··· DATA SECTION ···
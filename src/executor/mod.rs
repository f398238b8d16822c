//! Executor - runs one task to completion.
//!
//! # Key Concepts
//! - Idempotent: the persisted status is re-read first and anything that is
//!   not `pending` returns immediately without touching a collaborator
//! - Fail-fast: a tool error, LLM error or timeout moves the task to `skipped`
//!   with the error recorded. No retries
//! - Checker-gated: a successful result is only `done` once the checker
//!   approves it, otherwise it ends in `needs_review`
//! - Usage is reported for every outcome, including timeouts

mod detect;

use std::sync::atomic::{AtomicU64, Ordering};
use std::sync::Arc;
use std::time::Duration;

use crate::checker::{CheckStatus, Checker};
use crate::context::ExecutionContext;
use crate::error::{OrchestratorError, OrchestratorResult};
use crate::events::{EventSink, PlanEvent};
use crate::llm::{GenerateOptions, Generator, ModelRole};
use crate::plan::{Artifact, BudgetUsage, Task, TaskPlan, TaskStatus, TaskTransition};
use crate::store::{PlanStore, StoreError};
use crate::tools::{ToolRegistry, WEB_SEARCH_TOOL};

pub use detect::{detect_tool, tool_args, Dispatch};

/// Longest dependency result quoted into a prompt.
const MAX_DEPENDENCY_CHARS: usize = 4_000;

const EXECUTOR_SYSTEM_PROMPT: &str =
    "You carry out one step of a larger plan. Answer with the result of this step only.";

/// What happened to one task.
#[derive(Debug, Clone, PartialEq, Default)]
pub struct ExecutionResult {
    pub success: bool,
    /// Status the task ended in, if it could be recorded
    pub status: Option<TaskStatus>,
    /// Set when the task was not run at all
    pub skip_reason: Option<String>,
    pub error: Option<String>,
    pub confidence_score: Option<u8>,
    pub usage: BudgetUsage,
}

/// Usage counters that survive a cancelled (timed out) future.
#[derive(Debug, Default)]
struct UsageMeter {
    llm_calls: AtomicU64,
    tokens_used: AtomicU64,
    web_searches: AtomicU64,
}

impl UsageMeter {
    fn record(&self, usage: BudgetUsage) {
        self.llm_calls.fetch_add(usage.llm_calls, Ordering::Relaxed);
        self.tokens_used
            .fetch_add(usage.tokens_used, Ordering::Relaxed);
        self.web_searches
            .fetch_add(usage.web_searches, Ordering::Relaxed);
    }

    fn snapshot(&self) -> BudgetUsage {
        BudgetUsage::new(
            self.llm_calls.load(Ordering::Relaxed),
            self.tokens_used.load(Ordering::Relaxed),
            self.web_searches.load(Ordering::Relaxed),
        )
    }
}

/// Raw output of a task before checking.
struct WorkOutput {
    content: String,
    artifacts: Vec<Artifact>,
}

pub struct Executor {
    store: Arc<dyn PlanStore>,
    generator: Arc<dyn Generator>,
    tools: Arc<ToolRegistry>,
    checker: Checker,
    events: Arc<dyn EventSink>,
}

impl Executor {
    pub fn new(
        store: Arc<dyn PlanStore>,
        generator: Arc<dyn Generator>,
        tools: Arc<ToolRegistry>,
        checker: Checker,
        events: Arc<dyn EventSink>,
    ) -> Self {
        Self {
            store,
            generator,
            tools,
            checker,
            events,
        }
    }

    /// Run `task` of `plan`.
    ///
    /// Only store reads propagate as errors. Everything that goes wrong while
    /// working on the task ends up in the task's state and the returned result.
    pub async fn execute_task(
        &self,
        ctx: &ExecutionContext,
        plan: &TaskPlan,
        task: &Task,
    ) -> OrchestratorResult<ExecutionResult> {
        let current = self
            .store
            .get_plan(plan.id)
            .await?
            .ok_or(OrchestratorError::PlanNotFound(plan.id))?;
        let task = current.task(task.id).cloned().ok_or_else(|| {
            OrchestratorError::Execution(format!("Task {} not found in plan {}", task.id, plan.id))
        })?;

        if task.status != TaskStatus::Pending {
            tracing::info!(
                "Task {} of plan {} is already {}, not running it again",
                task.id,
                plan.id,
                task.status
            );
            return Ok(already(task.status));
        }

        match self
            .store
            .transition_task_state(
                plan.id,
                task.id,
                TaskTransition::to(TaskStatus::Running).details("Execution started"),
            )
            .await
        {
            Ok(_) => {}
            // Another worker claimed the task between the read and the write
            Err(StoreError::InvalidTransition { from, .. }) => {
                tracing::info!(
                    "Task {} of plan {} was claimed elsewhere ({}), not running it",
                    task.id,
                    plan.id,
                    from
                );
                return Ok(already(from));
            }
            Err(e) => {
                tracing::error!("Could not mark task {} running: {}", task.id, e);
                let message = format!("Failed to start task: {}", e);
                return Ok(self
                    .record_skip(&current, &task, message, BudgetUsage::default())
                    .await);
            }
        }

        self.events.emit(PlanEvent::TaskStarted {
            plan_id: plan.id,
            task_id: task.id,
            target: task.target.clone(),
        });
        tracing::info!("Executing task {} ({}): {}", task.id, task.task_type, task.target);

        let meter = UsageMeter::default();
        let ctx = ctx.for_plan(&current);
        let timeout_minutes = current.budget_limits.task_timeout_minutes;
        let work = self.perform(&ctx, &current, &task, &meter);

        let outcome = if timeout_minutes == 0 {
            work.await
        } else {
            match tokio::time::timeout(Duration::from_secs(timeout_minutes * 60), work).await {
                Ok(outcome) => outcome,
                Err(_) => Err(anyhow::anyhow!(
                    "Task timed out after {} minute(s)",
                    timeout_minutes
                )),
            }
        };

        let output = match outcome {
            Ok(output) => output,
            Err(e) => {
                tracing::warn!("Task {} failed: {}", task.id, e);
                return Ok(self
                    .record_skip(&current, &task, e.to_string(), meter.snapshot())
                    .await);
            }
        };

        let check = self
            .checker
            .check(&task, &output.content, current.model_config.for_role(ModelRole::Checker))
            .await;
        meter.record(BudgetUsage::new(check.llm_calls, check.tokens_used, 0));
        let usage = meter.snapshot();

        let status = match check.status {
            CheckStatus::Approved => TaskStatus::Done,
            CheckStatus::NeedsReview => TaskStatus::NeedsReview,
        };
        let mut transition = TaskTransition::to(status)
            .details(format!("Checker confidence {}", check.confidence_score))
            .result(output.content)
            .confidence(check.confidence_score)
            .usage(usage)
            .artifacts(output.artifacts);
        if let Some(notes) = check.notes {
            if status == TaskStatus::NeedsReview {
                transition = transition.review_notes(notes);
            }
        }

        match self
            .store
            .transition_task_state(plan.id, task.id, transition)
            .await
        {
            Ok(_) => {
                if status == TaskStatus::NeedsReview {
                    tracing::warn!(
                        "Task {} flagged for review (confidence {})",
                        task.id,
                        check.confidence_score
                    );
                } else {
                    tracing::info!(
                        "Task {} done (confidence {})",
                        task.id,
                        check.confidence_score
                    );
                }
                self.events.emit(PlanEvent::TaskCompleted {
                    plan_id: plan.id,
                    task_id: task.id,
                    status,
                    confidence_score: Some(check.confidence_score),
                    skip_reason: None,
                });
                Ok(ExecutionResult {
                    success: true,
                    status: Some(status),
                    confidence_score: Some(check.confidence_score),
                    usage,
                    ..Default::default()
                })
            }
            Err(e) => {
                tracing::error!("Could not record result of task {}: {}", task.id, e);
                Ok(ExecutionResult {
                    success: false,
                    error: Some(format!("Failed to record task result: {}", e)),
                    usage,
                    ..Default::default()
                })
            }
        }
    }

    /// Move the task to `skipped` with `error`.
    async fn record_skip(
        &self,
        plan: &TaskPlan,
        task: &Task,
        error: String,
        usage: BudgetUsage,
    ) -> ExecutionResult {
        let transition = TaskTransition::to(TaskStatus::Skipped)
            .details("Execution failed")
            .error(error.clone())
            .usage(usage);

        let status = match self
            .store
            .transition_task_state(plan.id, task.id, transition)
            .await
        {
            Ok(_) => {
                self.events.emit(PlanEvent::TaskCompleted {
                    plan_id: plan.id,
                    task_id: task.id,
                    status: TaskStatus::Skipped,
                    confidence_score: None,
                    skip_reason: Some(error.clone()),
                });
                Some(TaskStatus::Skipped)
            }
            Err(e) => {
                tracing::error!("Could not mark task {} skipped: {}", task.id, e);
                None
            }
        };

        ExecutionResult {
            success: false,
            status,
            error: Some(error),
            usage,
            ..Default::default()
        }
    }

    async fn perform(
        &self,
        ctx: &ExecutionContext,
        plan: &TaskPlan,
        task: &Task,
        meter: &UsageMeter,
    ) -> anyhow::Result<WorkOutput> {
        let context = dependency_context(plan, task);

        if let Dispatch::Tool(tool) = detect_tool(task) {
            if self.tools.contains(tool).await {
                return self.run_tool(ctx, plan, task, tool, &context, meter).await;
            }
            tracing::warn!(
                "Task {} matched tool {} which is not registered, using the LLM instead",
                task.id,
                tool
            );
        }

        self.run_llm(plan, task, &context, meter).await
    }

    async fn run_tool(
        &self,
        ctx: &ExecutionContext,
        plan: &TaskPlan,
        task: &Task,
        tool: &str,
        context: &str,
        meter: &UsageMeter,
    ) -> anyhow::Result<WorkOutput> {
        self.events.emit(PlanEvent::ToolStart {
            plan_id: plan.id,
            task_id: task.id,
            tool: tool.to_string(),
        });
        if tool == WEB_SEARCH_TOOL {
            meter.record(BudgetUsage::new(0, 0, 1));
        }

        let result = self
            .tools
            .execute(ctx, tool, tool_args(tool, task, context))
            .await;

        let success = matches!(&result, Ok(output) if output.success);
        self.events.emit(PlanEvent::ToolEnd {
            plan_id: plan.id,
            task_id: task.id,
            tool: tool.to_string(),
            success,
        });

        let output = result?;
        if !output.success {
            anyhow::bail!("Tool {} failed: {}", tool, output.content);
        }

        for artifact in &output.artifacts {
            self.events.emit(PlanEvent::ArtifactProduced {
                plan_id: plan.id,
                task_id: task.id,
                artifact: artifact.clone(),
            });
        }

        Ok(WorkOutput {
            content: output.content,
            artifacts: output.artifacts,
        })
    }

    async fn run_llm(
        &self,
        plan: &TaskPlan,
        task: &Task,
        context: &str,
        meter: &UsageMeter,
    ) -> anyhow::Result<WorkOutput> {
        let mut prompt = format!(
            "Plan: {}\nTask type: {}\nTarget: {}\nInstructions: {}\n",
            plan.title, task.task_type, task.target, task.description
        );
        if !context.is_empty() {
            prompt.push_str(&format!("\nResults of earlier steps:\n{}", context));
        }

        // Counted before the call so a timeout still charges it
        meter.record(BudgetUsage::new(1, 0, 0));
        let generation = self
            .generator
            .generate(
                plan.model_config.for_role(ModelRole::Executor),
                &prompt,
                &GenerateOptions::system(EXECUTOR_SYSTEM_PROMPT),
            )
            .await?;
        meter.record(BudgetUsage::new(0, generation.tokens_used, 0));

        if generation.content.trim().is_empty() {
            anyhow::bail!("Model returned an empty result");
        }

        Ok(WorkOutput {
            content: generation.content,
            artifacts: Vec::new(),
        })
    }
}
···
**WHAT THE TASK ASKS**
Only the number is wanted: how many lines in the entries above contain the string "const"?

**WRITTEN ANSWER**
2